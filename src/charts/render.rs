use std::{fmt::Display, path::Path};

use anyhow::{Result, bail};
use palette::{Hsl, IntoColor, Srgb};
use plotters::element::Pie;
use plotters::prelude::*;

use super::series::Bin;

const SKY_BLUE: RGBColor = RGBColor(135, 206, 235);
const STEEL_BLUE: RGBColor = RGBColor(70, 130, 180);
const FOREST_GREEN: RGBColor = RGBColor(0, 128, 0);
const CORAL: RGBColor = RGBColor(255, 127, 80);
const MEDIUM_PURPLE: RGBColor = RGBColor(147, 112, 219);

const SET2: [RGBColor; 8] = [
    RGBColor(102, 194, 165),
    RGBColor(252, 141, 98),
    RGBColor(141, 160, 203),
    RGBColor(231, 138, 195),
    RGBColor(166, 216, 84),
    RGBColor(255, 217, 47),
    RGBColor(229, 196, 148),
    RGBColor(179, 179, 179),
];

pub const FONT: &str = "sans-serif";
const CAPTION_SIZE: i32 = 28;

/// Whether the caption font can be loaded. Text drawing needs a system font.
pub fn font_available() -> bool {
    (FONT, CAPTION_SIZE).into_font().box_size("Salary").is_ok()
}

/// Caption and axis descriptions of a cartesian chart.
#[derive(Debug, Clone, Copy)]
pub struct Labels<'a> {
    pub title: &'a str,
    pub x: &'a str,
    pub y: &'a str,
}

#[derive(Debug, Clone, Copy, PartialEq, Eq)]
pub enum BarColor {
    SteelBlue,
    Coral,
    MediumPurple,
}

impl BarColor {
    fn rgb(self) -> RGBColor {
        match self {
            BarColor::SteelBlue => STEEL_BLUE,
            BarColor::Coral => CORAL,
            BarColor::MediumPurple => MEDIUM_PURPLE,
        }
    }
}

fn segment_label<T: Display>(value: &SegmentValue<T>) -> String {
    match value {
        SegmentValue::Exact(label) | SegmentValue::CenterOf(label) => label.to_string(),
        SegmentValue::Last => String::new(),
    }
}

/// Padded `[low, high)` range around the values, never zero-width.
fn padded_range(values: impl Iterator<Item = f64>, floor_at_zero: bool) -> (f64, f64) {
    let (min, max) = values.fold((f64::INFINITY, f64::NEG_INFINITY), |(lo, hi), v| {
        (lo.min(v), hi.max(v))
    });
    if !min.is_finite() || !max.is_finite() {
        return (0.0, 1.0);
    }
    let span = if max > min { max - min } else { max.abs().max(1.0) };
    let low = if floor_at_zero { 0.0_f64.min(min) } else { min - span * 0.05 };
    (low, max + span * 0.1)
}

/// Evenly spaced pastel hues, one per slice.
fn pastel_palette(n: usize) -> Vec<RGBColor> {
    (0..n)
        .map(|i| {
            let hue = (i as f32 / n as f32) * 360.0;
            let hsl = Hsl::new(hue, 0.6, 0.75);
            let rgb: Srgb = hsl.into_color();
            let (red, green, blue) = rgb.into_format::<u8>().into_components();
            RGBColor(red, green, blue)
        })
        .collect()
}

pub fn histogram(path: &Path, labels: Labels<'_>, bins: &[Bin]) -> Result<()> {
    let root = BitMapBackend::new(path, (1000, 600)).into_drawing_area();
    root.fill(&WHITE)?;

    let x_min = bins.first().map_or(0.0, |bin| bin.lower);
    let x_max = bins.last().map_or(1.0, |bin| bin.upper);
    let (_, y_max) = padded_range(bins.iter().map(|bin| bin.count as f64), true);

    let mut chart = ChartBuilder::on(&root)
        .caption(labels.title, (FONT, CAPTION_SIZE))
        .margin(20)
        .x_label_area_size(50)
        .y_label_area_size(60)
        .build_cartesian_2d(x_min..x_max, 0.0..y_max)?;
    chart
        .configure_mesh()
        .disable_x_mesh()
        .light_line_style(BLACK.mix(0.05))
        .bold_line_style(BLACK.mix(0.3))
        .x_desc(labels.x)
        .y_desc(labels.y)
        .draw()?;

    chart.draw_series(bins.iter().map(|bin| {
        Rectangle::new(
            [(bin.lower, 0.0), (bin.upper, bin.count as f64)],
            SKY_BLUE.mix(0.7).filled(),
        )
    }))?;
    chart.draw_series(bins.iter().map(|bin| {
        Rectangle::new(
            [(bin.lower, 0.0), (bin.upper, bin.count as f64)],
            BLACK.stroke_width(1),
        )
    }))?;

    root.present()?;
    Ok(())
}

pub fn box_plot(path: &Path, labels: Labels<'_>, groups: &[(String, Vec<f64>)]) -> Result<()> {
    let groups = groups
        .iter()
        .filter(|(_, values)| !values.is_empty())
        .collect::<Vec<_>>();
    if groups.is_empty() {
        bail!("No values to plot for '{}'", labels.title);
    }
    let keys = groups.iter().map(|(key, _)| key.clone()).collect::<Vec<_>>();
    let (low, high) = padded_range(
        groups.iter().flat_map(|(_, values)| values.iter().copied()),
        false,
    );

    let root = BitMapBackend::new(path, (1200, 600)).into_drawing_area();
    root.fill(&WHITE)?;
    let mut chart = ChartBuilder::on(&root)
        .caption(labels.title, (FONT, CAPTION_SIZE))
        .margin(20)
        .x_label_area_size(60)
        .y_label_area_size(70)
        .build_cartesian_2d(keys[..].into_segmented(), (low as f32)..(high as f32))?;
    chart
        .configure_mesh()
        .disable_x_mesh()
        .x_labels(keys.len().max(1))
        .x_label_formatter(&|value| segment_label(value))
        .x_desc(labels.x)
        .y_desc(labels.y)
        .draw()?;

    chart.draw_series(keys.iter().zip(groups.iter()).enumerate().map(
        |(idx, (key, (_, values)))| {
            let quartiles = Quartiles::new(values.as_slice());
            Boxplot::new_vertical(SegmentValue::CenterOf(key), &quartiles)
                .width(40)
                .whisker_width(0.5)
                .style(SET2[idx % SET2.len()].stroke_width(2))
        },
    ))?;

    root.present()?;
    Ok(())
}

pub fn vertical_bars(
    path: &Path,
    labels: Labels<'_>,
    bars: &[(String, f64)],
    color: BarColor,
) -> Result<()> {
    if bars.is_empty() {
        bail!("No values to plot for '{}'", labels.title);
    }
    let keys = bars.iter().map(|(key, _)| key.clone()).collect::<Vec<_>>();
    let (_, y_max) = padded_range(bars.iter().map(|(_, value)| *value), true);

    let root = BitMapBackend::new(path, (1200, 600)).into_drawing_area();
    root.fill(&WHITE)?;
    let mut chart = ChartBuilder::on(&root)
        .caption(labels.title, (FONT, CAPTION_SIZE))
        .margin(20)
        .x_label_area_size(60)
        .y_label_area_size(70)
        .build_cartesian_2d(keys[..].into_segmented(), 0.0..y_max)?;
    chart
        .configure_mesh()
        .disable_x_mesh()
        .x_labels(keys.len().max(1))
        .x_label_formatter(&|value| segment_label(value))
        .x_desc(labels.x)
        .y_desc(labels.y)
        .draw()?;

    chart.draw_series(
        Histogram::vertical(&chart)
            .style(color.rgb().filled())
            .margin(10)
            .data(keys.iter().zip(bars.iter()).map(|(key, (_, value))| (key, *value))),
    )?;

    root.present()?;
    Ok(())
}

pub fn horizontal_bars(
    path: &Path,
    labels: Labels<'_>,
    bars: &[(String, f64)],
    color: BarColor,
) -> Result<()> {
    if bars.is_empty() {
        bail!("No values to plot for '{}'", labels.title);
    }
    let keys = bars.iter().map(|(key, _)| key.clone()).collect::<Vec<_>>();
    let (_, x_max) = padded_range(bars.iter().map(|(_, value)| *value), true);

    let root = BitMapBackend::new(path, (1000, 600)).into_drawing_area();
    root.fill(&WHITE)?;
    let mut chart = ChartBuilder::on(&root)
        .caption(labels.title, (FONT, CAPTION_SIZE))
        .margin(20)
        .x_label_area_size(50)
        .y_label_area_size(140)
        .build_cartesian_2d(0.0..x_max, keys[..].into_segmented())?;
    chart
        .configure_mesh()
        .disable_y_mesh()
        .y_labels(keys.len().max(1))
        .y_label_formatter(&|value| segment_label(value))
        .x_desc(labels.x)
        .y_desc(labels.y)
        .draw()?;

    chart.draw_series(
        Histogram::horizontal(&chart)
            .style(color.rgb().filled())
            .margin(10)
            .data(keys.iter().zip(bars.iter()).map(|(key, (_, value))| (key, *value))),
    )?;

    root.present()?;
    Ok(())
}

pub fn scatter(path: &Path, labels: Labels<'_>, points: &[(f64, f64)]) -> Result<()> {
    let (x_low, x_high) = padded_range(points.iter().map(|(x, _)| *x), false);
    let (y_low, y_high) = padded_range(points.iter().map(|(_, y)| *y), false);

    let root = BitMapBackend::new(path, (1000, 600)).into_drawing_area();
    root.fill(&WHITE)?;
    let mut chart = ChartBuilder::on(&root)
        .caption(labels.title, (FONT, CAPTION_SIZE))
        .margin(20)
        .x_label_area_size(50)
        .y_label_area_size(70)
        .build_cartesian_2d(x_low..x_high, y_low..y_high)?;
    chart
        .configure_mesh()
        .light_line_style(BLACK.mix(0.05))
        .bold_line_style(BLACK.mix(0.3))
        .x_desc(labels.x)
        .y_desc(labels.y)
        .draw()?;

    chart.draw_series(
        points
            .iter()
            .map(|&(x, y)| Circle::new((x, y), 7, FOREST_GREEN.mix(0.6).filled())),
    )?;
    chart.draw_series(
        points
            .iter()
            .map(|&(x, y)| Circle::new((x, y), 7, BLACK.stroke_width(1))),
    )?;

    root.present()?;
    Ok(())
}

pub fn pie(path: &Path, title: &str, counts: &[(String, usize)]) -> Result<()> {
    let root = BitMapBackend::new(path, (1000, 800)).into_drawing_area();
    root.fill(&WHITE)?;
    let root = root.titled(title, (FONT, CAPTION_SIZE))?;

    let (width, height) = root.dim_in_pixel();
    let center = (width as i32 / 2, height as i32 / 2);
    let radius = f64::from(width.min(height)) * 0.35;
    let sizes = counts.iter().map(|(_, count)| *count as f64).collect::<Vec<_>>();
    if sizes.is_empty() {
        bail!("No values to plot for '{title}'");
    }
    let slice_labels = counts.iter().map(|(label, _)| label.clone()).collect::<Vec<_>>();
    let colors = pastel_palette(counts.len());

    let mut pie = Pie::new(
        &center,
        &radius,
        sizes.as_slice(),
        colors.as_slice(),
        slice_labels.as_slice(),
    );
    pie.start_angle(90.0);
    pie.label_style((FONT, 18).into_font().color(&BLACK));
    pie.percentages((FONT, 16).into_font().color(&BLACK));
    root.draw(&pie)?;

    root.present()?;
    Ok(())
}
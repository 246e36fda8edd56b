fn main() {
    if let Err(err) = salary_insights::run() {
        eprintln!("error: {err:#}");
        std::process::exit(1);
    }
}
pub mod category;
pub mod charts;
pub mod cli;
pub mod data;
pub mod dataset;
pub mod error;
pub mod io_utils;
pub mod report;
pub mod stats;
pub mod table;

use std::{env, sync::OnceLock};

use anyhow::Result;
use clap::Parser;
use log::{LevelFilter, debug};

use crate::cli::{Cli, Commands};

pub use crate::error::ReportError;

static LOGGER: OnceLock<()> = OnceLock::new();

fn init_logging() {
    LOGGER.get_or_init(|| {
        let mut builder = env_logger::Builder::from_env(env_logger::Env::default());
        if env::var("RUST_LOG").is_err() {
            builder.filter_module("salary_insights", LevelFilter::Info);
        }
        let _ = builder.format_timestamp_millis().try_init();
    });
}

pub fn run() -> Result<()> {
    init_logging();
    let cli = Cli::parse();
    debug!("Parsed command line: {:?}", cli.command);
    match cli.command {
        Commands::Summary(args) => report::execute(&args),
        Commands::Charts(args) => charts::execute(&args),
    }
}
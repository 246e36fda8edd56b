//! Pure data preparation for the chart steps. Nothing here touches the
//! drawing backend, so every series can be checked without rendering.

use std::collections::BTreeMap;

use crate::{data::Value, dataset::Dataset, error::ReportError, stats};

#[derive(Debug, Clone, Copy, PartialEq)]
pub struct Bin {
    pub lower: f64,
    pub upper: f64,
    pub count: usize,
}

/// Splits `values` into `bins` equal-width intervals over `[min, max]`. The
/// last interval is closed on the right; a zero-width range is widened by 0.5
/// on both sides.
pub fn histogram_bins(values: &[f64], bins: usize) -> Vec<Bin> {
    if values.is_empty() || bins == 0 {
        return Vec::new();
    }
    let (mut min, mut max) = values
        .iter()
        .fold((f64::INFINITY, f64::NEG_INFINITY), |(lo, hi), v| {
            (lo.min(*v), hi.max(*v))
        });
    if min == max {
        min -= 0.5;
        max += 0.5;
    }
    let width = (max - min) / bins as f64;
    let mut counts = vec![0usize; bins];
    for value in values {
        let idx = (((value - min) / width) as usize).min(bins - 1);
        counts[idx] += 1;
    }
    counts
        .into_iter()
        .enumerate()
        .map(|(idx, count)| Bin {
            lower: min + idx as f64 * width,
            upper: if idx + 1 == bins {
                max
            } else {
                min + (idx + 1) as f64 * width
            },
            count,
        })
        .collect()
}

pub fn present_values(dataset: &Dataset, column: &str) -> Result<Vec<f64>, ReportError> {
    Ok(dataset.numeric_column(column)?.numbers().flatten().collect())
}

/// Rows where both `x` and `y` are present, in file order.
pub fn paired_values(dataset: &Dataset, x: &str, y: &str) -> Result<Vec<(f64, f64)>, ReportError> {
    let x_column = dataset.numeric_column(x)?;
    let y_column = dataset.numeric_column(y)?;
    Ok(x_column
        .numbers()
        .zip(y_column.numbers())
        .filter_map(|pair| match pair {
            (Some(x), Some(y)) => Some((x, y)),
            _ => None,
        })
        .collect())
}

/// Present `target` values per `category` value, groups in first-appearance order.
pub fn values_by_group(
    dataset: &Dataset,
    category: &str,
    target: &str,
) -> Result<Vec<(String, Vec<f64>)>, ReportError> {
    let category_column = dataset.column(category)?;
    let target_column = dataset.numeric_column(target)?;
    let mut positions: BTreeMap<&Value, usize> = BTreeMap::new();
    let mut groups: Vec<(String, Vec<f64>)> = Vec::new();
    for (key, value) in category_column.cells().iter().zip(target_column.numbers()) {
        let Some(key) = key else {
            continue;
        };
        let idx = *positions.entry(key).or_insert_with(|| {
            groups.push((key.as_display(), Vec::new()));
            groups.len() - 1
        });
        if let Some(value) = value {
            groups[idx].1.push(value);
        }
    }
    Ok(groups)
}

/// Mean `target` per `category` value, highest mean first. Groups without any
/// present value are left out.
pub fn means_by_group(
    dataset: &Dataset,
    category: &str,
    target: &str,
) -> Result<Vec<(String, f64)>, ReportError> {
    let category_column = dataset.column(category)?;
    let target_column = dataset.numeric_column(target)?;
    let mut means = stats::accumulate_by_group(target_column, category_column)
        .into_iter()
        .filter_map(|(key, accumulator)| accumulator.mean().map(|mean| (key.as_display(), mean)))
        .collect::<Vec<_>>();
    means.sort_by(|a, b| b.1.total_cmp(&a.1));
    Ok(means)
}

/// Row count per value of `column`, most frequent first; ties keep
/// first-appearance order.
pub fn value_counts(dataset: &Dataset, column: &str) -> Result<Vec<(String, usize)>, ReportError> {
    let column = dataset.column(column)?;
    let mut positions: BTreeMap<&Value, usize> = BTreeMap::new();
    let mut counts: Vec<(String, usize)> = Vec::new();
    for key in column.cells().iter().flatten() {
        let idx = *positions.entry(key).or_insert_with(|| {
            counts.push((key.as_display(), 0));
            counts.len() - 1
        });
        counts[idx].1 += 1;
    }
    counts.sort_by(|a, b| b.1.cmp(&a.1));
    Ok(counts)
}
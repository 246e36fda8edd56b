//! `charts` subcommand: seven fixed descriptive charts of the salary dataset.
//!
//! Each step reads the columns it needs, builds its series (see [`series`])
//! and writes one numbered PNG into the output directory (see [`render`]).
//! Steps are independent; a failing step stops the run but leaves the files
//! of earlier steps in place. The run ends with a manifest of the directory.

pub mod manifest;
pub mod render;
pub mod series;

use std::{
    fs,
    path::{Path, PathBuf},
};

use anyhow::{Context, Result, bail};
use log::{debug, info};

use crate::{cli::ChartsArgs, dataset::Dataset};

use render::{BarColor, Labels};

pub const HISTOGRAM_BINS: usize = 20;

const SALARY: &str = "Monthly_Salary";
const DEPARTMENT: &str = "Department";
const EDUCATION: &str = "Education_Level";
const CITY: &str = "City";
const EXPERIENCE: &str = "Experience_Years";

const SALARY_AXIS: &str = "Monthly Salary ($)";
const AVERAGE_SALARY_AXIS: &str = "Average Monthly Salary ($)";
const BANNER_WIDTH: usize = 60;

#[derive(Debug, Clone, Copy, PartialEq, Eq)]
pub enum ChartKind {
    SalaryHistogram,
    SalaryByDepartment,
    AverageSalaryByDepartment,
    ExperienceVsSalary,
    DepartmentShare,
    AverageSalaryByEducation,
    EmployeesByCity,
}

impl ChartKind {
    pub const ALL: [ChartKind; 7] = [
        ChartKind::SalaryHistogram,
        ChartKind::SalaryByDepartment,
        ChartKind::AverageSalaryByDepartment,
        ChartKind::ExperienceVsSalary,
        ChartKind::DepartmentShare,
        ChartKind::AverageSalaryByEducation,
        ChartKind::EmployeesByCity,
    ];

    pub fn file_name(self) -> &'static str {
        match self {
            ChartKind::SalaryHistogram => "01_histogram_salary.png",
            ChartKind::SalaryByDepartment => "02_boxplot_salary_by_department.png",
            ChartKind::AverageSalaryByDepartment => "03_bar_avg_salary_by_department.png",
            ChartKind::ExperienceVsSalary => "04_scatter_experience_vs_salary.png",
            ChartKind::DepartmentShare => "05_pie_distribution_by_department.png",
            ChartKind::AverageSalaryByEducation => "06_bar_avg_salary_by_education.png",
            ChartKind::EmployeesByCity => "07_count_employees_by_city.png",
        }
    }

    pub fn title(self) -> &'static str {
        match self {
            ChartKind::SalaryHistogram => "Monthly Salary Distribution",
            ChartKind::SalaryByDepartment => "Salary Distribution by Department",
            ChartKind::AverageSalaryByDepartment => "Average Salary by Department",
            ChartKind::ExperienceVsSalary => "Experience vs Salary",
            ChartKind::DepartmentShare => "Employee Distribution by Department",
            ChartKind::AverageSalaryByEducation => "Average Salary by Education Level",
            ChartKind::EmployeesByCity => "Employees per City",
        }
    }

    pub fn render(self, dataset: &Dataset, path: &Path) -> Result<()> {
        let title = self.title();
        match self {
            ChartKind::SalaryHistogram => {
                let values = series::present_values(dataset, SALARY)?;
                let bins = series::histogram_bins(&values, HISTOGRAM_BINS);
                debug!("Histogram of {} value(s) in {} bin(s)", values.len(), bins.len());
                let labels = Labels { title, x: SALARY_AXIS, y: "Frequency" };
                render::histogram(path, labels, &bins)
            }
            ChartKind::SalaryByDepartment => {
                let groups = series::values_by_group(dataset, DEPARTMENT, SALARY)?;
                let labels = Labels { title, x: DEPARTMENT, y: SALARY_AXIS };
                render::box_plot(path, labels, &groups)
            }
            ChartKind::AverageSalaryByDepartment => {
                let means = series::means_by_group(dataset, DEPARTMENT, SALARY)?;
                let labels = Labels { title, x: DEPARTMENT, y: AVERAGE_SALARY_AXIS };
                render::vertical_bars(path, labels, &means, BarColor::SteelBlue)
            }
            ChartKind::ExperienceVsSalary => {
                let points = series::paired_values(dataset, EXPERIENCE, SALARY)?;
                let labels = Labels { title, x: "Years of Experience", y: SALARY_AXIS };
                render::scatter(path, labels, &points)
            }
            ChartKind::DepartmentShare => {
                let counts = series::value_counts(dataset, DEPARTMENT)?;
                render::pie(path, title, &counts)
            }
            ChartKind::AverageSalaryByEducation => {
                let means = series::means_by_group(dataset, EDUCATION, SALARY)?;
                let labels = Labels { title, x: AVERAGE_SALARY_AXIS, y: "Education Level" };
                render::horizontal_bars(path, labels, &means, BarColor::Coral)
            }
            ChartKind::EmployeesByCity => {
                let counts = series::value_counts(dataset, CITY)?
                    .into_iter()
                    .map(|(city, count)| (city, count as f64))
                    .collect::<Vec<_>>();
                let labels = Labels { title, x: CITY, y: "Number of Employees" };
                render::vertical_bars(path, labels, &counts, BarColor::MediumPurple)
            }
        }
    }
}

pub fn execute(args: &ChartsArgs) -> Result<()> {
    let source = &args.source;
    let dataset = Dataset::open(
        &source.input,
        source.delimiter,
        source.input_encoding.as_deref(),
    )?;

    if !render::font_available() {
        bail!("No usable '{}' font found for chart text", render::FONT);
    }
    fs::create_dir_all(&args.output_dir)
        .with_context(|| format!("Creating output directory {:?}", args.output_dir))?;
    let absolute = fs::canonicalize(&args.output_dir)
        .with_context(|| format!("Resolving output directory {:?}", args.output_dir))?;

    println!("Generating charts from the employee dataset...");
    println!(
        "Dataset: {} rows, {} columns",
        dataset.row_count(),
        dataset.column_count()
    );
    println!("Output directory: {}\n", absolute.display());

    let written = generate_all(&dataset, &args.output_dir)?;

    let banner = "=".repeat(BANNER_WIDTH);
    println!("\n{banner}");
    println!(
        "All {} charts saved to '{}'",
        written.len(),
        args.output_dir.display()
    );
    println!("{banner}");
    println!("\nGenerated files:");
    let artifacts = manifest::list_artifacts(&args.output_dir)?;
    print!("{}", manifest::render_manifest(&artifacts));
    Ok(())
}

/// Renders every chart into the existing `output_dir` and returns the written
/// paths in step order.
pub fn generate_all(dataset: &Dataset, output_dir: &Path) -> Result<Vec<PathBuf>> {
    let mut written = Vec::with_capacity(ChartKind::ALL.len());
    for (idx, kind) in ChartKind::ALL.into_iter().enumerate() {
        println!("{}. Rendering {}...", idx + 1, kind.title());
        let path = output_dir.join(kind.file_name());
        kind.render(dataset, &path)
            .with_context(|| format!("Rendering {}", kind.file_name()))?;
        info!("Wrote {:?}", path);
        println!("   saved: {}", kind.file_name());
        written.push(path);
    }
    Ok(written)
}
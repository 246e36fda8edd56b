use std::path::PathBuf;

use thiserror::Error;

use crate::data::ColumnKind;

/// Fatal preconditions that stop a run before any partial output is produced.
#[derive(Debug, Error)]
pub enum ReportError {
    #[error("Input file not found: {}", .0.display())]
    InputNotFound(PathBuf),
    #[error("No category column available for grouping")]
    NoCategoryColumn,
    #[error("Column '{0}' not found in dataset")]
    ColumnNotFound(String),
    #[error("Column '{name}' is {kind} and cannot be summarized")]
    NotNumeric { name: String, kind: ColumnKind },
}
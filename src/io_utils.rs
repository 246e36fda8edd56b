//! Reading a delimited file into decoded header and row strings.
//!
//! The delimiter follows the file extension (`.tsv` is tab separated, anything
//! else is comma separated) unless one is given on the command line. Bytes are
//! decoded through `encoding_rs`, UTF-8 unless another label is supplied.

use std::{
    fs::File,
    io::{BufReader, Read},
    path::Path,
};

use anyhow::{Context, Result, anyhow, bail};
use encoding_rs::{Encoding, UTF_8};

pub const COMMA: u8 = b',';
pub const TAB: u8 = b'\t';

/// Header names plus every data row, decoded but otherwise untouched.
#[derive(Debug, Default, Clone, PartialEq, Eq)]
pub struct RawTable {
    pub headers: Vec<String>,
    pub rows: Vec<Vec<String>>,
}

pub fn resolve_encoding(label: Option<&str>) -> Result<&'static Encoding> {
    match label {
        Some(value) => Encoding::for_label(value.trim().as_bytes())
            .ok_or_else(|| anyhow!("Unknown encoding '{value}'")),
        None => Ok(UTF_8),
    }
}

pub fn resolve_input_delimiter(path: &Path, provided: Option<u8>) -> u8 {
    if let Some(delimiter) = provided {
        return delimiter;
    }
    let is_tsv = path
        .extension()
        .and_then(|ext| ext.to_str())
        .is_some_and(|ext| ext.eq_ignore_ascii_case("tsv"));
    if is_tsv { TAB } else { COMMA }
}

/// Reads the whole file at `path`. Short rows are kept as they are; a row with
/// more fields than the header is an error naming its 1-based line.
pub fn read_table(path: &Path, delimiter: u8, encoding: &'static Encoding) -> Result<RawTable> {
    let file = File::open(path).with_context(|| format!("Opening input file {path:?}"))?;
    read_table_from(BufReader::new(file), delimiter, encoding)
        .with_context(|| format!("Reading {path:?}"))
}

fn read_table_from<R: Read>(
    reader: R,
    delimiter: u8,
    encoding: &'static Encoding,
) -> Result<RawTable> {
    let mut reader = csv::ReaderBuilder::new()
        .has_headers(true)
        .delimiter(delimiter)
        .flexible(true)
        .from_reader(reader);
    let headers = decode_fields(reader.byte_headers().context("Reading header row")?, encoding)
        .context("Decoding header row")?;

    let mut rows = Vec::new();
    for (idx, record) in reader.byte_records().enumerate() {
        let line = idx + 2;
        let record = record.with_context(|| format!("Reading row {line}"))?;
        if record.len() > headers.len() {
            bail!(
                "Row {line} has {} fields but the header has {}",
                record.len(),
                headers.len()
            );
        }
        let fields =
            decode_fields(&record, encoding).with_context(|| format!("Decoding row {line}"))?;
        rows.push(fields);
    }
    Ok(RawTable { headers, rows })
}

fn decode_fields(record: &csv::ByteRecord, encoding: &'static Encoding) -> Result<Vec<String>> {
    record
        .iter()
        .map(|field| {
            let (text, _, had_errors) = encoding.decode(field);
            if had_errors {
                Err(anyhow!("Invalid {} byte sequence", encoding.name()))
            } else {
                Ok(text.into_owned())
            }
        })
        .collect()
}
//! Cache Module
//!
//! Keyed read-through cache for spacecraft id lookups.

mod keyed;
mod stats;


// Re-export public types
pub use keyed::KeyedCache;
pub use stats::CacheStats;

★ ★ ★ ★ ★ ★ ★

(WHAT THE TASK ASKS): Checking each line of the data, count the ones containing "without", and give only that count.

(TASK RESPONSE): 2